Cena: 69 zł za 30 ml
Link do kremu.
Odżywianie
Serum Resibo
O tym serum pisałam już na blogu tutaj. Używam go od czasu do czasu jako dodatkowe odżywienie cery. Zwykle nakładam serum pod krem na noc, ale ten produkt dobrze sprawdza się też na dzień, kiedy robię makijaż. Moja cera potrzebuje dobrego nawilżenia, więc czasem jest tak, że nakładam na twarz aż trzy produkty nawilżające – najpierw odrobinę serum, potem krem na dzień, a na koniec krem rozświetlający. Dopiero na tak nawilżoną i odżywioną cerę nakładam makijaż. Czasem zostaję też bez makijażu, bo po takiej dawce produktów skóra wygląda dobrze.
Cena: 129 zł za 30 ml
Link do serum.
Nawilżanie ust
Pomadki ze świetnym składem, których używam na co dzień, to produkty polskiej marki Sylveco.
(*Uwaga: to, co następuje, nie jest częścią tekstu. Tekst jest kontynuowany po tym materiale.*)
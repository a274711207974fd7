//! Common types shared across LaneRush crates
//!
//! - `GameConfig`: every tunable gameplay constant, optionally read from `lanerush.toml`
//! - `time`: seconds ⇄ frames conversion at the fixed simulation rate
//! - `geometry`: integer canvas rectangles

pub mod geometry;
pub mod time;

pub use geometry::{Rect, Size};
pub use time::FrameRate;

use serde::{Deserialize, Serialize};
use std::path::Path;
use thiserror::Error;

/// Name of the optional config file looked up in the game root
pub const CONFIG_FILE_NAME: &str = "lanerush.toml";

#[derive(Error, Debug)]
pub enum ConfigError {
    #[error("Failed to read config file: {0}")]
    IoError(#[from] std::io::Error),

    #[error("Invalid config file: {0}")]
    ParseError(#[from] toml::de::Error),
}

/// Gameplay configuration. Every field has a default, so a partial
/// `lanerush.toml` only overrides what it names.
#[derive(Debug, Clone, PartialEq, Serialize, Deserialize)]
#[serde(default)]
pub struct GameConfig {
    pub window_title: String,
    pub screen_width: u32,
    pub screen_height: u32,
    pub fps: u32,
    /// Countdown per level
    pub level_time_secs: u32,
    pub collision_hold_ms: u64,
    pub banner_hold_ms: u64,
    pub win_hold_ms: u64,
    pub player_speed: i32,
    pub total_lives: u32,
    pub invincibility_secs: f64,
    pub blink_interval_secs: f64,
}

impl Default for GameConfig {
    fn default() -> Self {
        Self {
            window_title: "Car Racing Game".to_string(),
            screen_width: 800,
            screen_height: 600,
            fps: 60,
            level_time_secs: 15,
            collision_hold_ms: 1000,
            banner_hold_ms: 2000,
            win_hold_ms: 5000,
            player_speed: 5,
            total_lives: 3,
            invincibility_secs: 2.0,
            blink_interval_secs: 0.25,
        }
    }
}

impl GameConfig {
    /// Read `lanerush.toml` from the game root. A missing file means defaults.
    pub fn load(game_dir: &Path) -> Result<Self, ConfigError> {
        let path = game_dir.join(CONFIG_FILE_NAME);
        if !path.is_file() {
            tracing::debug!("No {} in {}, using defaults", CONFIG_FILE_NAME, game_dir.display());
            return Ok(Self::default());
        }
        let text = std::fs::read_to_string(&path)?;
        let config = Self::from_toml(&text)?;
        tracing::info!("Config loaded from {}", path.display());
        Ok(config)
    }

    pub fn from_toml(text: &str) -> Result<Self, ConfigError> {
        Ok(toml::from_str(text)?)
    }

    pub fn frame_rate(&self) -> FrameRate {
        FrameRate::new(self.fps)
    }

    pub fn screen_size(&self) -> Size {
        Size::new(self.screen_width as i32, self.screen_height as i32)
    }
}

#[cfg(test)]
mod tests {
    use super::*;

    #[test]
    fn test_defaults_match_arcade_settings() {
        let config = GameConfig::default();
        assert_eq!(config.screen_size(), Size::new(800, 600));
        assert_eq!(config.fps, 60);
        assert_eq!(config.level_time_secs, 15);
        assert_eq!(config.total_lives, 3);
    }

    #[test]
    fn test_partial_toml_keeps_defaults() {
        let config = GameConfig::from_toml("level_time_secs = 30\nfps = 30\n").unwrap();
        assert_eq!(config.level_time_secs, 30);
        assert_eq!(config.fps, 30);
        assert_eq!(config.collision_hold_ms, 1000);
        assert_eq!(config.window_title, "Car Racing Game");
    }

    #[test]
    fn test_malformed_toml_is_an_error() {
        let err = GameConfig::from_toml("fps = \"fast\"").unwrap_err();
        assert!(matches!(err, ConfigError::ParseError(_)));
    }

    #[test]
    fn test_missing_file_yields_defaults() {
        let dir = std::env::temp_dir().join("lanerush-common-no-config");
        let config = GameConfig::load(&dir).unwrap();
        assert_eq!(config, GameConfig::default());
    }
}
Naturalny skład i dobre nawilżenie to coś, co bardzo odpowiada moim ustom. Pomadek używam zamiennie kilka razy w ciągu dnia i przed snem.
Cena: 10,50 zł za 4,5 g
Link do pomadki.
Podsumowanie
Lubię testować nowości, więc co jakiś czas do mojej pielęgnacji trafia nowy produkt. Nie wszystkie kosmetyki się u mnie sprawdzają, ale powyższe bez wątpliwości dobrze służą mojej skórze i dlatego je polecam. Jestem ciekawa, jak często w Waszej pielęgnacji pojawiają się nowe kosmetyki – dajcie znać w komentarzach!